PietCC is a Rust interpreter and compiler for the Piet esoteric language using inkwell and LLVM as a backend / IR generator. To read more about the compiler, visit this writeup.

Organization

  1. types: core types shared between the interpreter, compiler, and parser
  2. interpreter: core interpreter logic
  3. compiler: core compiler logic, handles CFG generation and uses Inkwell to generate LLVM IR from CFGs.
  4. parser: core image parsing logic, handles image loading and pixel/codel operations.
  5. src: main CLI, allows users to run either the interpreter or compiler with a variety of flags.

Dependencies

  • Rust 1.56+ (Stable, Beta, or Nightly), for inkwell
  • LLVM libraries, including clang and llc, for generating IR / lowering to assembly.

Progress

  • Interpreter: functionally complete, supports treating unknown colors as white / black.
  • Compiler: functionally complete and correct to my knowledge, with white block tracing / elimination and nontermination detection implemented as well as support for running LLVM module optimization passes.

TODO

Compiler:

  • Decrease compilation times
  • Maybe attempt to add custom LLVM passes upon proving Piet program properties to further improve compiled program efficiency

Installation

Clone this repository via

git clone https://github.com/pwang00/pietcc
cd pietcc

Building PietCC

To build PietCC, first make sure you have supported versions of rustc and LLVM on your system.

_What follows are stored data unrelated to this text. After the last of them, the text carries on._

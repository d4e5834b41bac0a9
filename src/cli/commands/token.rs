use serde_json::json;

use crate::auth::{generate_jwt, Claims};
use crate::cli::utils::output_value;
use crate::cli::OutputFormat;
use crate::config;

pub fn handle(user_id: i32, hours: Option<u64>, output_format: OutputFormat) -> anyhow::Result<()> {
    let security = &config::config().security;
    let hours = hours.unwrap_or(security.jwt_expiry_hours);

    let token = generate_jwt(&Claims::new(user_id, hours)?, &security.jwt_secret)?;

    output_value(&output_format, &json!({ "access_token": token, "token_type": "bearer" }), |_| {
        println!("{}", token);
    })
}
use clap::Parser;
use posts_api::cli::Cli;

#[tokio::main]
async fn main() -> anyhow::Result<()> {
    let _ = dotenvy::dotenv();
    tracing_subscriber::fmt::init();

    let cli = Cli::parse();

    if let Err(e) = posts_api::cli::run(cli).await {
        match std::env::var("CLI_VERBOSE").as_deref() {
            Ok("true") | Ok("1") => eprintln!("Error: {e:?}"),
            _ => eprintln!("Error: {e}"),
        }
        std::process::exit(1);
    }

    Ok(())
}
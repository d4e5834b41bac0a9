use async_trait::async_trait;
use chrono::Utc;
use tokio::sync::RwLock;

use crate::database::manager::DatabaseError;
use crate::database::models::{Post, PostCreate, PostListQuery, PostOut, Vote};
use crate::database::repository::PostStore;

/// In-process `PostStore` mirroring the SQL semantics: outer join on votes,
/// literal substring search, id ordering, then offset and limit.
pub struct MemoryPostStore {
    inner: RwLock<Tables>,
}

struct Tables {
    posts: Vec<Post>,
    votes: Vec<Vote>,
    next_id: i32,
}

impl MemoryPostStore {
    pub fn new() -> Self {
        Self::starting_at(1)
    }

    /// Ids are handed out from `first_id` upward.
    pub fn starting_at(first_id: i32) -> Self {
        Self {
            inner: RwLock::new(Tables {
                posts: Vec::new(),
                votes: Vec::new(),
                next_id: first_id,
            }),
        }
    }

    pub async fn add_vote(&self, post_id: i32, user_id: i32) {
        self.inner.write().await.votes.push(Vote { post_id, user_id });
    }
}

impl Tables {
    fn with_votes(&self, post: &Post) -> PostOut {
        let votes = self.votes.iter().filter(|v| v.post_id == post.id).count() as i64;
        PostOut {
            post: post.clone(),
            votes,
        }
    }
}

#[async_trait]
impl PostStore for MemoryPostStore {
    async fn list(&self, query: &PostListQuery) -> Result<Vec<PostOut>, DatabaseError> {
        let tables = self.inner.read().await;
        let mut posts: Vec<&Post> = tables
            .posts
            .iter()
            .filter(|p| p.title.contains(query.search.as_str()))
            .collect();
        posts.sort_by_key(|p| p.id);

        Ok(posts
            .into_iter()
            .skip(query.skip as usize)
            .take(query.limit as usize)
            .map(|p| tables.with_votes(p))
            .collect())
    }

    async fn find_with_votes(&self, id: i32) -> Result<Option<PostOut>, DatabaseError> {
        let tables = self.inner.read().await;
        Ok(tables.posts.iter().find(|p| p.id == id).map(|p| tables.with_votes(p)))
    }

    async fn find(&self, id: i32) -> Result<Option<Post>, DatabaseError> {
        let tables = self.inner.read().await;
        Ok(tables.posts.iter().find(|p| p.id == id).cloned())
    }

    async fn insert(&self, owner_id: i32, payload: &PostCreate) -> Result<Post, DatabaseError> {
        let mut tables = self.inner.write().await;
        let post = Post {
            id: tables.next_id,
            title: payload.title.clone(),
            content: payload.content.clone(),
            published: payload.published,
            owner_id,
            created_at: Utc::now(),
        };
        tables.next_id += 1;
        tables.posts.push(post.clone());
        Ok(post)
    }

    async fn update(&self, id: i32, payload: &PostCreate) -> Result<Option<Post>, DatabaseError> {
        let mut tables = self.inner.write().await;
        Ok(tables.posts.iter_mut().find(|p| p.id == id).map(|post| {
            post.title = payload.title.clone();
            post.content = payload.content.clone();
            post.published = payload.published;
            post.clone()
        }))
    }

    async fn delete(&self, id: i32) -> Result<bool, DatabaseError> {
        let mut tables = self.inner.write().await;
        let before = tables.posts.len();
        tables.posts.retain(|p| p.id != id);
        // votes cascade with their post
        tables.votes.retain(|v| v.post_id != id);
        Ok(tables.posts.len() < before)
    }

    async fn ping(&self) -> Result<(), DatabaseError> {
        Ok(())
    }
}
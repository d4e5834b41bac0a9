use axum::{
    async_trait,
    extract::FromRequestParts,
    http::{header, request::Parts, HeaderMap},
};

use crate::app::AppState;
use crate::auth::AuthUser;
use crate::error::ApiError;

/// Resolves the caller from the `Authorization: Bearer` header. Handlers that
/// take an `AuthUser` argument reject unauthenticated requests with 401
/// before any store access happens.
#[async_trait]
impl FromRequestParts<AppState> for AuthUser {
    type Rejection = ApiError;

    async fn from_request_parts(parts: &mut Parts, state: &AppState) -> Result<Self, Self::Rejection> {
        let token = extract_bearer_token(&parts.headers).map_err(|msg| {
            tracing::warn!("Authentication failed: {}", msg);
            ApiError::unauthorized(msg)
        })?;

        let user = state.identity.resolve(&token).await?;
        tracing::debug!("Authenticated user {}", user.id);
        Ok(user)
    }
}

/// Extract JWT token from Authorization header
pub fn extract_bearer_token(headers: &HeaderMap) -> Result<String, String> {
    let auth_header = headers
        .get(header::AUTHORIZATION)
        .ok_or_else(|| "Not authenticated".to_string())?;

    let auth_str = auth_header
        .to_str()
        .map_err(|_| "Invalid Authorization header format".to_string())?;

    if let Some(token) = auth_str.strip_prefix("Bearer ") {
        if token.trim().is_empty() {
            return Err("Empty JWT token".to_string());
        }
        Ok(token.trim().to_string())
    } else {
        Err("Authorization header must use Bearer token format".to_string())
    }
}
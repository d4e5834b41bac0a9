pub mod manager;
pub mod models;
pub mod query_builder;
pub mod repository;

pub use manager::{DatabaseError, DatabaseManager};
pub use repository::{PgPostRepository, PostStore};
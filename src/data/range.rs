//! Ordered multiset of axis values.
//!
//! Each curve keeps one tracker per axis so that the auto-range can read the
//! extent of the live points without rescanning them.

use std::cmp::Ordering;
use std::collections::BTreeMap;

use crate::error::{Error, Result};

/// `f32` ordered by [`f32::total_cmp`] so it can key a `BTreeMap`.
#[derive(Debug, Clone, Copy)]
struct Key(f32);

impl PartialEq for Key {
    fn eq(&self, other: &Self) -> bool {
        self.cmp(other) == Ordering::Equal
    }
}

impl Eq for Key {}

impl PartialOrd for Key {
    fn partial_cmp(&self, other: &Self) -> Option<Ordering> {
        Some(self.cmp(other))
    }
}

impl Ord for Key {
    fn cmp(&self, other: &Self) -> Ordering {
        self.0.total_cmp(&other.0)
    }
}

/// Ordered multiset of scalars with O(log n) insert/remove and fast min/max.
///
/// Duplicates are kept as separate occurrences: inserting `1.0` twice and
/// removing it once leaves one `1.0` behind.
#[derive(Debug, Clone, Default)]
pub struct RangeTracker {
    counts: BTreeMap<Key, usize>,
    len: usize,
}

impl RangeTracker {
    /// Create an empty tracker.
    #[must_use]
    pub fn new() -> Self {
        Self::default()
    }

    /// Insert one occurrence of `value`.
    pub fn insert(&mut self, value: f32) {
        *self.counts.entry(Key(value)).or_insert(0) += 1;
        self.len += 1;
    }

    /// Remove one occurrence of `value`.
    ///
    /// Returns `false` (and changes nothing) when the value is absent.
    pub fn remove(&mut self, value: f32) -> bool {
        let key = Key(value);
        match self.counts.get_mut(&key) {
            Some(count) if *count > 1 => *count -= 1,
            Some(_) => {
                self.counts.remove(&key);
            }
            None => return false,
        }
        self.len -= 1;
        true
    }

    /// Smallest value held.
    ///
    /// # Errors
    ///
    /// Returns [`Error::EmptyRange`] if the tracker is empty.
    pub fn min(&self) -> Result<f32> {
        self.counts
            .first_key_value()
            .map(|(key, _)| key.0)
            .ok_or(Error::EmptyRange)
    }

    /// Largest value held.
    ///
    /// # Errors
    ///
    /// Returns [`Error::EmptyRange`] if the tracker is empty.
    pub fn max(&self) -> Result<f32> {
        self.counts
            .last_key_value()
            .map(|(key, _)| key.0)
            .ok_or(Error::EmptyRange)
    }

    /// `(min, max)` pair, `None` when empty.
    #[must_use]
    pub fn extent(&self) -> Option<(f32, f32)> {
        Some((self.min().ok()?, self.max().ok()?))
    }

    /// Number of occurrences held (duplicates counted).
    #[must_use]
    pub fn len(&self) -> usize {
        self.len
    }

    /// True if no value is held.
    #[must_use]
    pub fn is_empty(&self) -> bool {
        self.len == 0
    }

    /// Number of occurrences of `value`.
    #[must_use]
    pub fn count(&self, value: f32) -> usize {
        self.counts.get(&Key(value)).copied().unwrap_or(0)
    }

    /// All occurrences in ascending order.
    pub fn iter(&self) -> impl Iterator<Item = f32> + '_ {
        self.counts
            .iter()
            .flat_map(|(key, &count)| std::iter::repeat(key.0).take(count))
    }

    /// Drop every value.
    pub fn clear(&mut self) {
        self.counts.clear();
        self.len = 0;
    }
}
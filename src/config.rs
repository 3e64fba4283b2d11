//! Plot and grid configuration.
//!
//! Both structs carry working defaults. With the `config` feature they can
//! also be read from YAML; missing keys fall back to the defaults.

use crate::color::{Color, DEFAULT_PALETTE};
use crate::error::{Error, Result};

#[cfg(feature = "config")]
use serde::{Deserialize, Serialize};

/// Space reserved around the plotting area for titles, ticks and labels.
#[derive(Debug, Clone, Copy, PartialEq)]
#[cfg_attr(feature = "config", derive(Serialize, Deserialize), serde(default))]
pub struct Margins {
    /// Left margin (y axis title and tick values).
    pub left: f32,
    /// Top margin (plot name).
    pub top: f32,
    /// Right margin (label toggle button).
    pub right: f32,
    /// Bottom margin (x axis title and tick values).
    pub bottom: f32,
}

impl Default for Margins {
    fn default() -> Self {
        Self {
            left: 90.0,
            top: 30.0,
            right: 40.0,
            bottom: 60.0,
        }
    }
}

/// Per-plot settings applied when a plot is created.
#[derive(Debug, Clone, PartialEq)]
#[cfg_attr(feature = "config", derive(Serialize, Deserialize), serde(default))]
pub struct PlotConfig {
    /// Fixed margins around the plotting area.
    pub margins: Margins,
    /// Manual x range used until auto-ranging is enabled.
    pub x_range: (f32, f32),
    /// Manual y range used until auto-ranging is enabled.
    pub y_range: (f32, f32),
    /// Major subdivisions per axis; each has four ticks.
    pub subdivisions: usize,
    /// Curve colors, cycled in curve order.
    pub palette: Vec<Color>,
    /// Extra width added to the widest curve label in the label panel.
    pub label_padding: f32,
    /// Vertical distance between two entries of the label panel.
    pub label_row_height: f32,
    /// Length of the color swatch drawn next to each label.
    pub swatch_length: f32,
}

impl Default for PlotConfig {
    fn default() -> Self {
        Self {
            margins: Margins::default(),
            x_range: (0.0, 10.0),
            y_range: (0.0, 10.0),
            subdivisions: 6,
            palette: DEFAULT_PALETTE.to_vec(),
            label_padding: 40.0,
            label_row_height: 16.0,
            swatch_length: 20.0,
        }
    }
}

impl PlotConfig {
    /// Set the number of subdivisions.
    ///
    /// # Errors
    ///
    /// Returns [`Error::InvalidSubdivisions`] if `subdivisions` is zero.
    pub fn with_subdivisions(mut self, subdivisions: usize) -> Result<Self> {
        if subdivisions == 0 {
            return Err(Error::InvalidSubdivisions(subdivisions));
        }
        self.subdivisions = subdivisions;
        Ok(self)
    }

    /// Set the curve palette.
    ///
    /// # Errors
    ///
    /// Returns [`Error::EmptyPalette`] if `palette` is empty.
    pub fn with_palette(mut self, palette: Vec<Color>) -> Result<Self> {
        if palette.is_empty() {
            return Err(Error::EmptyPalette);
        }
        self.palette = palette;
        Ok(self)
    }

    /// Set the manual axis ranges.
    #[must_use]
    pub fn with_ranges(mut self, x_range: (f32, f32), y_range: (f32, f32)) -> Self {
        self.x_range = x_range;
        self.y_range = y_range;
        self
    }

    /// Set the margins.
    #[must_use]
    pub fn with_margins(mut self, margins: Margins) -> Self {
        self.margins = margins;
        self
    }

    /// Check the invariants the builders enforce (useful after deserializing).
    ///
    /// # Errors
    ///
    /// Returns the first violated invariant.
    pub fn validate(&self) -> Result<()> {
        if self.subdivisions == 0 {
            return Err(Error::InvalidSubdivisions(self.subdivisions));
        }
        if self.palette.is_empty() {
            return Err(Error::EmptyPalette);
        }
        Ok(())
    }
}

/// Settings of a plot grid.
#[derive(Debug, Clone, PartialEq)]
#[cfg_attr(feature = "config", derive(Serialize, Deserialize), serde(default))]
pub struct GridConfig {
    /// Nominal width of one plot cell; the window minimum is `cols * plot_width`.
    pub plot_width: u32,
    /// Nominal height of one plot cell; the window minimum is `rows * plot_height`.
    pub plot_height: u32,
    /// Auto-refresh period started with the grid, 0 = disabled.
    pub auto_refresh_ms: u64,
    /// Settings for every plot the grid creates.
    pub plot: PlotConfig,
}

impl Default for GridConfig {
    fn default() -> Self {
        Self {
            plot_width: 655,
            plot_height: 450,
            auto_refresh_ms: 0,
            plot: PlotConfig::default(),
        }
    }
}

impl GridConfig {
    /// Set the nominal plot cell size.
    ///
    /// # Errors
    ///
    /// Returns [`Error::InvalidDimensions`] if either side is zero.
    pub fn with_plot_size(mut self, width: u32, height: u32) -> Result<Self> {
        if width == 0 || height == 0 {
            return Err(Error::InvalidDimensions { width, height });
        }
        self.plot_width = width;
        self.plot_height = height;
        Ok(self)
    }

    /// Start auto-refresh with this period when the grid is created.
    #[must_use]
    pub fn with_auto_refresh(mut self, period_ms: u64) -> Self {
        self.auto_refresh_ms = period_ms;
        self
    }

    /// Use these settings for every plot.
    #[must_use]
    pub fn with_plot_config(mut self, plot: PlotConfig) -> Self {
        self.plot = plot;
        self
    }

    /// Check the grid and plot invariants.
    ///
    /// # Errors
    ///
    /// Returns the first violated invariant.
    pub fn validate(&self) -> Result<()> {
        if self.plot_width == 0 || self.plot_height == 0 {
            return Err(Error::InvalidDimensions {
                width: self.plot_width,
                height: self.plot_height,
            });
        }
        self.plot.validate()
    }

    /// Parse a YAML document.
    ///
    /// # Errors
    ///
    /// Returns [`Error::Config`] on malformed YAML or invalid values.
    #[cfg(feature = "config")]
    pub fn from_yaml_str(yaml: &str) -> Result<Self> {
        let config: Self = serde_yaml_ng::from_str(yaml).map_err(yaml_error)?;
        config.validate()?;
        Ok(config)
    }

    /// Read a YAML file.
    ///
    /// # Errors
    ///
    /// Returns [`Error::Io`] if the file cannot be read, or [`Error::Config`]
    /// if its content is invalid.
    #[cfg(feature = "config")]
    pub fn load(path: impl AsRef<std::path::Path>) -> Result<Self> {
        let content = std::fs::read_to_string(path)?;
        Self::from_yaml_str(&content)
    }

    /// Serialize to YAML.
    ///
    /// # Errors
    ///
    /// Returns [`Error::Config`] if serialization fails.
    #[cfg(feature = "config")]
    pub fn to_yaml_string(&self) -> Result<String> {
        serde_yaml_ng::to_string(self).map_err(yaml_error)
    }
}

#[cfg(feature = "config")]
fn yaml_error(err: serde_yaml_ng::Error) -> Error {
    Error::Config(err.to_string())
}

You may need to modify inkwell's cargo feature flags in the Cargo.tomls of the project root and compiler. This project sets them at LLVM 14.0:

inkwell = { git = "https://github.com/TheDan64/inkwell", branch = "master", features = ["llvm14-0"] }

However, other versions are supported as well per the inkwell docs:

LLVM Version Cargo Feature Flag
4.0.x llvm4-0
5.0.x llvm5-0
6.0.x llvm6-0
7.0.x llvm7-0
8.0.x llvm8-0
9.0.x llvm9-0
10.0.x llvm10-0
11.0.x llvm11-0
12.0.x llvm12-0
13.0.x llvm13-0
14.0.x llvm14-0
15.0.x llvm15-0
16.0.x llvm16-0

so replace features = ["llvm14-0"] with the desired cargo feature flag.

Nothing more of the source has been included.